Vor allem schaute man dem Alien nicht ins Auge. Aliens nahmen entweder nur die
Gestalt von etwas an (Gurken oder Menschen), waren zu groß, um eine Gestalt
zu haben (etwa Andrej Tarkowskijs Solaris von 1972), waren omnipräsent oder zeigten höchstens
Umrisse und Schatten. Wie die „alten Wesen“ bei Lovecraft blieben sie unbeschreiblich
und unfilmbar und nur Trash-Filme und manche Star-Trek-Folgen der 50er tasteten dieses Tabu an. Mit E.T.

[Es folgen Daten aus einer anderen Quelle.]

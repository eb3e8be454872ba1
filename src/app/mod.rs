use std::error::Error;
use std::io::{stdout, Stdout};
use std::time::{Duration, Instant};

use crossterm::event::{self, Event, KeyCode, KeyEventKind};
use crossterm::execute;
use crossterm::terminal::{disable_raw_mode, enable_raw_mode, EnterAlternateScreen, LeaveAlternateScreen};
use ratatui::backend::CrosstermBackend;
use ratatui::Terminal;
use tracing::info;

use blockfall::{Game, GRAVITY_MS};

use crate::ui::draw_game;

pub mod prompt;

type Term = Terminal<CrosstermBackend<Stdout>>;

/// Plays until the game ends or the player quits. The terminal is restored
/// before this returns.
pub fn run(game: &mut Game) -> Result<(), Box<dyn Error>> {
    let mut tui = TuiGuard::new()?;
    run_loop(tui.terminal_mut(), game)
}

fn run_loop(terminal: &mut Term, game: &mut Game) -> Result<(), Box<dyn Error>> {
    let gravity = Duration::from_millis(GRAVITY_MS);
    let mut last_tick = Instant::now();

    loop {
        terminal.draw(|frame| draw_game(frame, game))?;

        if game.is_game_over() {
            info!(score = game.score(), lines = game.lines_cleared(), "game over");
            break;
        }

        let timeout = gravity.saturating_sub(last_tick.elapsed());
        if event::poll(timeout)? {
            if let Event::Key(key) = event::read()? {
                if key.kind != KeyEventKind::Release {
                    if matches!(key.code, KeyCode::Char('q') | KeyCode::Esc) {
                        info!("player quit");
                        break;
                    }
                    handle_input(key.code, game);
                }
            }
        }

        if last_tick.elapsed() >= gravity {
            game.move_down();
            last_tick = Instant::now();
        }
    }
    Ok(())
}

struct TuiGuard {
    terminal: Term,
}

impl TuiGuard {
    fn new() -> Result<Self, Box<dyn Error>> {
        enable_raw_mode()?;
        let mut stdout = stdout();
        execute!(stdout, EnterAlternateScreen)?;
        let backend = CrosstermBackend::new(stdout);
        let mut terminal = Terminal::new(backend)?;
        terminal.hide_cursor()?;
        Ok(Self { terminal })
    }

    fn terminal_mut(&mut self) -> &mut Term {
        &mut self.terminal
    }
}

impl Drop for TuiGuard {
    fn drop(&mut self) {
        let _ = disable_raw_mode();
        let _ = execute!(self.terminal.backend_mut(), LeaveAlternateScreen);
        let _ = self.terminal.show_cursor();
    }
}

fn handle_input(code: KeyCode, game: &mut Game) {
    match code {
        KeyCode::Left => {
            let _ = game.try_shift(-1);
        }
        KeyCode::Right => {
            let _ = game.try_shift(1);
        }
        KeyCode::Down => {
            let _ = game.move_down();
        }
        KeyCode::Up => {
            let _ = game.try_rotate();
        }
        KeyCode::Char(' ') => {
            game.hard_drop();
        }
        _ => {}
    }
}

#[cfg(test)]
mod tests {
    use super::*;
    use blockfall::{Piece, PieceKind};

    #[test]
    fn arrow_keys_move_and_rotate_the_piece() {
        let mut game = Game::with_seed(20, 10, 3).unwrap();
        *game.piece_mut() = Piece::new(PieceKind::T, 3, 0);

        handle_input(KeyCode::Left, &mut game);
        assert_eq!(game.piece().x, 2);
        handle_input(KeyCode::Right, &mut game);
        handle_input(KeyCode::Right, &mut game);
        assert_eq!(game.piece().x, 4);
        handle_input(KeyCode::Down, &mut game);
        assert_eq!(game.piece().y, 1);

        let before = *game.shape();
        handle_input(KeyCode::Up, &mut game);
        assert_ne!(*game.shape(), before);
    }

    #[test]
    fn space_drops_and_locks() {
        let mut game = Game::with_seed(20, 10, 3).unwrap();
        *game.piece_mut() = Piece::new(PieceKind::O, 0, 0);
        handle_input(KeyCode::Char(' '), &mut game);
        assert!(!game.board().is_row_empty(19));
    }
}
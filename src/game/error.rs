use std::fmt;

use crate::config::{MAX_DIM, MIN_DIM};

/// Errors surfaced by the board engine.
#[derive(Clone, Debug, PartialEq, Eq)]
pub enum BoardError {
    /// A board was requested with a dimension outside `[MIN_DIM, MAX_DIM]`.
    Configuration { height: usize, width: usize },
    /// A kind id, cell value or coordinate broke an engine invariant.
    InvariantViolation(String),
}

impl fmt::Display for BoardError {
    fn fmt(&self, f: &mut fmt::Formatter<'_>) -> fmt::Result {
        match self {
            BoardError::Configuration { height, width } => write!(
                f,
                "cannot build a board of {width} x {height} (each side must be {MIN_DIM}..={MAX_DIM})"
            ),
            BoardError::InvariantViolation(msg) => write!(f, "invariant violation: {msg}"),
        }
    }
}

impl std::error::Error for BoardError {}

war den Anhängern dieses Glaubens ein anfaßbarer, kinderlieber Runkelrübenphallus
geboren, Fleisch von ihrem und einiger Lebensmittel Fleisch - und von diesem
Ereignis durfte keine brillante Kamera ablenken. Dieser seltsame Heilige war
aber auch fast der erste positive Engel dieser Religion - und blieb es. Nur
sehr kurz durften Aliens gut sein. Ja, dieser linksliberalen Reform war in den
USA eine noch kürzere Dauer beschert als der Abschaffung der Todesstrafe.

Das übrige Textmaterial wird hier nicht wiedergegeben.